The patterns in model performance metrics are largely driven by the underlying arsenic concentration data used to develop the models. The lower model sensitivities as compared to the specificities are caused by the infrequent occurrence of high arsenic concentrations in our data set and the high well-to-well variability of arsenic that can occur in wells within proximity of each other.100 It is inherently more diffcult for the models to correctly predict events in the data that do not occur frequently. The ability of the BRT10 model to accurately estimate locations where wells exceed 10 μg/L is relatively low (33.9%) because only 11% of the wells in our data set have concentrations above 10 μg/L. The BRT1 model is better at predicting arsenic concentrations above 1 μg/L because approximately 48% of the private wells in our data set have arsenic concentrations above 1 μg/L (Table SI_2). As indicated by the decreased sensitivity with higher arsenic concentration thresholds, model accuracy depends on the amount of data and the percentage of events in those data. The same pattern exists in the performance metrics for the RFC model where C2, the category with the least number of occurrences in the data set (8.4%), has the lowest user’s and producer’s accuracy. In addition to the underlying distribution of data used to develop our models, the high variability of arsenic concentrations in wells within proximity of each other may contribute to the low sensitivity values observed in some of our models. We caution against diminishing the usefulness of these models due to the low sensitivity values and instead emphasize the high overall accuracy (77–91%) and specificity (80–98%) of the models. The identification of areas where arsenic is not likely to occur in domestic wells is important information.

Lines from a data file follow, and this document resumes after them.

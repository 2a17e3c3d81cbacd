//! Donation finders

use chrono::NaiveDate;
use rusqlite::types::Value;

use super::records::query_all;
use super::Store;
use crate::core::error::LedgerResult;
use crate::core::filter::{date_value, Conjunction, Criterion, DonationFilter};
use crate::core::identity::EntityId;
use crate::entities::Donation;

impl Store {
    /// Donations matching every criterion present in `filter`
    pub fn search_donations(&self, filter: &DonationFilter) -> LedgerResult<Vec<Donation>> {
        self.select(&filter.compose())
    }

    /// Number of donations whose status is exactly `status`
    pub fn count_donations_by_status(&self, status: &str) -> LedgerResult<u64> {
        self.count_where::<Donation>(&Conjunction::new().and(Criterion::equals("status", status)))
    }

    /// Donations for `beneficiary` whose disaster occurred strictly after `date`
    ///
    /// Donations whose disaster has been deleted or has no date are skipped.
    pub fn donation_ids_for_beneficiary_after(
        &self,
        beneficiary: &EntityId,
        date: NaiveDate,
    ) -> LedgerResult<Vec<EntityId>> {
        let sql = "SELECT d.id FROM donations d \
                   JOIN disasters s ON s.id = d.disaster_id \
                   WHERE d.beneficiary_id = ? AND s.occurred_on > ? \
                   ORDER BY d.rowid";
        let params = vec![Value::Text(beneficiary.to_string()), date_value(&date)];
        query_all(&self.conn, sql, params, |row| row.get(0))
    }
}

#[cfg(test)]
mod tests {
    use super::*;
    use crate::core::error::LedgerError;
    use crate::core::identity::EntityPrefix;
    use crate::entities::{Beneficiary, Disaster};

    fn d(y: i32, m: u32, day: u32) -> NaiveDate {
        NaiveDate::from_ymd_opt(y, m, day).unwrap()
    }

    struct Fixture {
        store: Store,
        june: Disaster,
        july: Disaster,
        ana: Beneficiary,
        bia: Beneficiary,
    }

    fn fixture() -> Fixture {
        let mut store = Store::open_in_memory().unwrap();
        let june = Disaster::new("Enchente Norte").with_date(d(2025, 6, 1));
        let july = Disaster::new("Incêndio Sul").with_date(d(2025, 7, 1));
        let ana = Beneficiary::new("Ana");
        let bia = Beneficiary::new("Bia");
        store.insert(&june).unwrap();
        store.insert(&july).unwrap();
        store.insert(&ana).unwrap();
        store.insert(&bia).unwrap();
        Fixture {
            store,
            june,
            july,
            ana,
            bia,
        }
    }

    #[test]
    fn test_missing_beneficiary_rejects_and_persists_nothing() {
        let Fixture { mut store, june, .. } = fixture();
        let ghost = EntityId::new(EntityPrefix::Ben);

        let err = store
            .insert(&Donation::new(june.id, ghost).with_status("pending"))
            .unwrap_err();
        match err {
            LedgerError::Validation(v) => assert_eq!(v.missing_ids(), vec![ghost]),
            other => panic!("unexpected error: {other:?}"),
        }
        assert_eq!(store.count::<Donation>().unwrap(), 0);
    }

    #[test]
    fn test_update_checks_references() {
        let Fixture {
            mut store,
            june,
            ana,
            ..
        } = fixture();
        let mut don = Donation::new(june.id, ana.id);
        store.insert(&don).unwrap();

        don.disaster_id = EntityId::new(EntityPrefix::Dis);
        assert!(store.update(&don).unwrap_err().is_validation());
        assert_eq!(
            store.get::<Donation>(&don.id).unwrap().disaster_id,
            june.id
        );
    }

    #[test]
    fn test_search_and_count() {
        let Fixture {
            mut store,
            june,
            july,
            ana,
            bia,
        } = fixture();
        let a = Donation::new(june.id, ana.id).with_status("pending");
        let b = Donation::new(july.id, ana.id).with_status("delivered");
        let c = Donation::new(july.id, bia.id).with_status("pending");
        for don in [&a, &b, &c] {
            store.insert(don).unwrap();
        }

        assert_eq!(
            store
                .search_donations(&DonationFilter::new().disaster(july.id))
                .unwrap(),
            vec![b.clone(), c.clone()]
        );
        assert_eq!(
            store
                .search_donations(&DonationFilter::new().beneficiary(ana.id).status("pending"))
                .unwrap(),
            vec![a.clone()]
        );
        assert_eq!(
            store
                .search_donations(&DonationFilter::new().disaster(july.id).status("pending"))
                .unwrap(),
            vec![c]
        );
        assert_eq!(store.search_donations(&DonationFilter::new()).unwrap().len(), 3);
        assert_eq!(store.count_donations_by_status("pending").unwrap(), 2);
        assert_eq!(store.count_donations_by_status("lost").unwrap(), 0);
    }

    #[test]
    fn test_ids_for_beneficiary_after() {
        let Fixture {
            mut store,
            june,
            july,
            ana,
            bia,
        } = fixture();
        let early = Donation::new(june.id, ana.id);
        let late = Donation::new(july.id, ana.id);
        let other = Donation::new(july.id, bia.id);
        for don in [&early, &late, &other] {
            store.insert(don).unwrap();
        }

        assert_eq!(
            store
                .donation_ids_for_beneficiary_after(&ana.id, d(2025, 6, 1))
                .unwrap(),
            vec![late.id]
        );
        assert_eq!(
            store
                .donation_ids_for_beneficiary_after(&ana.id, d(2025, 1, 1))
                .unwrap(),
            vec![early.id, late.id]
        );
    }

    #[test]
    fn test_deleting_disaster_leaves_donation() {
        let Fixture {
            mut store,
            june,
            ana,
            ..
        } = fixture();
        let don = Donation::new(june.id, ana.id);
        store.insert(&don).unwrap();

        store.delete::<Disaster>(&june.id).unwrap();
        assert_eq!(store.get::<Donation>(&don.id).unwrap(), don);
    }
}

While the development of regional scale models would not have achieved our goal of developing nationally consistent estimates, we did evaluate model performance at regional scales and results are in Tables SI_6 to SI_16. It is difficult to make meaningful conclusions based on the regional results because of the imbalance of data available across regions and the infrequent occurrence of arsenic above the concentration thresholds for the BRT5 and BRT10 models. Some regions contain relatively small numbers of wells in the testing data set (~100 wells) and no to few wells with arsenic concentrations above the model thresholds. Regional model evaluation metrics for the BRT1 model, which contains a greater occurrence of wells above the arsenic concentration threshold compared to the BRT5 and BRT10 models, do indicate regional variations in model accuracy. Some regions have sensitivity values greater than specificity indicating the BRT1 model is better at estimating where wells exceed the 1 μg/L arsenic concentration threshold in those regions. Several regional scale statistical models have been developed to predict arsenic occurrence in groundwater and incorporate spatially detailed and relevant predictor variables available for the areas of interest.51,52,65,69 For example, a model developed for the Central Valley aquifer of California includes variables that are outputs from numerical models developed specifically for that aquifer.51 In this study we only include predictor variables available across the CONUS resulting in a nationally coherent model.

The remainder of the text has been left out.